Hâkimleri ve savcıları göreve kabul eden, tayin ve terfilerine karar veren Hâkimler ve Savcılar Kurulu (HSK) yürütmenin bir uzantısı, Adalet Bakanlığı’nın özel bir dairesi gibidir. Yürütmenin bir unsuru olan Adalet Bakanı, HSK’nin doğal başkanıdır. Dolayısıyla HSK, oluşumu ve işleyişiyle iktidara ve siyasetçilere bağlıdır. Dokunulmazlıklarını kaldırmadan yargı, cumhurbaşkanı, bakanlar ve milletvekillerinin suçlarını soruşturamaz. Fiilen sorumluluktan ve cezadan bağışık olan bu siyasetçi kesimi izin vermediği takdirde yargı, üst düzey kamu görevlilerinin suçlarını da soruşturamaz.

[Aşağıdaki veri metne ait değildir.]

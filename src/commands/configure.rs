use std::collections::BTreeMap;
use std::env;

use anyhow::{anyhow, Context, Result};
use camino::Utf8PathBuf;
use cmakew_cmake::Cmake;
use cmakew_exec::Env;
use tracing::info;

use crate::config::CmakewConfig;

#[derive(Debug, Clone, Default)]
pub struct ConfigureOptions {
    pub configuration: Option<String>,
    pub build_folder: Option<Utf8PathBuf>,
    pub toolchain: Option<Utf8PathBuf>,
    pub verbose: bool,
    pub env: Vec<(String, String)>,
}

pub fn run(cfg: &CmakewConfig, opts: ConfigureOptions) -> Result<()> {
    let configuration = opts
        .configuration
        .unwrap_or_else(|| cfg.configuration.clone());
    let build_folder = opts.build_folder.unwrap_or_else(|| cfg.build_folder.clone());
    let toolchain = opts
        .toolchain
        .or_else(|| cfg.toolchain.clone())
        .ok_or_else(|| {
            anyhow!("no toolchain file configured; pass --toolchain or set project.toolchain")
        })?;
    // Variables that are not valid UTF-8 cannot be carried into an explicit environment.
    let ambient = env::vars_os()
        .filter_map(|(key, value)| Some((key.into_string().ok()?, value.into_string().ok()?)));
    let child_env = child_env(ambient, &cfg.env, &opts.env);

    info!("configuring {build_folder} ({configuration}) with toolchain {toolchain}");
    Cmake::with_binary(&cfg.cmake_binary)
        .configure(
            &configuration,
            &build_folder,
            &toolchain,
            opts.verbose,
            child_env.as_ref(),
        )
        .with_context(|| format!("cmake configure of {build_folder} failed"))?;
    info!("configured {build_folder}");
    Ok(())
}

/// Ambient variables overlaid with config entries, then command-line entries.
/// `None` when there is nothing to overlay, so the child simply inherits.
fn child_env(
    ambient: impl IntoIterator<Item = (String, String)>,
    from_config: &BTreeMap<String, String>,
    from_cli: &[(String, String)],
) -> Option<Env> {
    if from_config.is_empty() && from_cli.is_empty() {
        return None;
    }
    let mut merged: Env = ambient.into_iter().collect();
    merged.extend(from_config.iter().map(|(k, v)| (k.clone(), v.clone())));
    merged.extend(from_cli.iter().cloned());
    Some(merged)
}

/// Parses a `KEY=VALUE` pair for `--env`.
pub fn parse_env_pair(raw: &str) -> Result<(String, String), String> {
    match raw.split_once('=') {
        Some((key, value)) if !key.is_empty() => Ok((key.to_string(), value.to_string())),
        _ => Err(format!("expected KEY=VALUE, got `{raw}`")),
    }
}
use crate::areas::repository::Repository;
use crate::artifacts::objects::object::ObjectBox;
use anyhow::Context;
use std::io::Write;

impl Repository {
    /// List the entries of the tree a revision names
    ///
    /// A commit revision lists its snapshot tree.
    pub fn ls_tree(&mut self, revision: &str) -> anyhow::Result<()> {
        let (oid, object) = self.resolve_revision_peeled(revision)?;

        let tree = match object {
            ObjectBox::Tree(tree) => *tree,
            ObjectBox::Commit(commit) => {
                let tree_oid = commit.tree_oid()?;
                self.database()
                    .parse_object_as_tree(&tree_oid)?
                    .with_context(|| format!("commit tree {tree_oid} is not a tree"))?
            }
            _ => anyhow::bail!("object {oid} has no tree to list"),
        };

        for entry in tree.entries() {
            let kind = self.database().kind_of(entry.oid())?;
            writeln!(
                self.writer(),
                "{} {} {}\t{}",
                entry.mode(),
                kind,
                entry.oid(),
                entry.name()
            )?;
        }

        Ok(())
    }
}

Yani yargının doğal görevini yapması, temelde yürütmeye bağımlıdır.
Türkiye’de 24 bin civarındaki hâkim ve savcının sadece %3’ü coğrafi hâkim teminatına sahiptir. Yargıtay ve Danıştay üyeleri dışında %97 civarındaki hâkim ve savcının coğrafi teminatı, yani rızası olmadan tayin edilmeme teminatı yoktur. Tayin ve terfilerinde HSK vasıtasıyla yürütme etkin olabilmektedir. HSK’nin binlerce kararına karşı yasal başvuru imkânı ve denetimi yolu yoktur.
Sonuç olarak, esas işlevi yürütmeyi denetlemek ve sınırlandırmak olan ve bu sebeple yürütmeden bağımsız olması gereken HSK, tam tersine yürütmeye tam bağımlıdır. Yargı bağımsız olmadığında diliyle kuş tutsa bile güven oluşturması mümkün değildir. Bu sebeple yargının 2024 yılında da zayıf performans gösterdiğini kabul etmek zorunludur.
Yargının 2025 yılında tam bağımsız olmasını ve daha kaliteli hizmet vermesini diler, 9 Eylül Gazetesi çalışanlarının ve okurlarının yeni yılını kutlarım.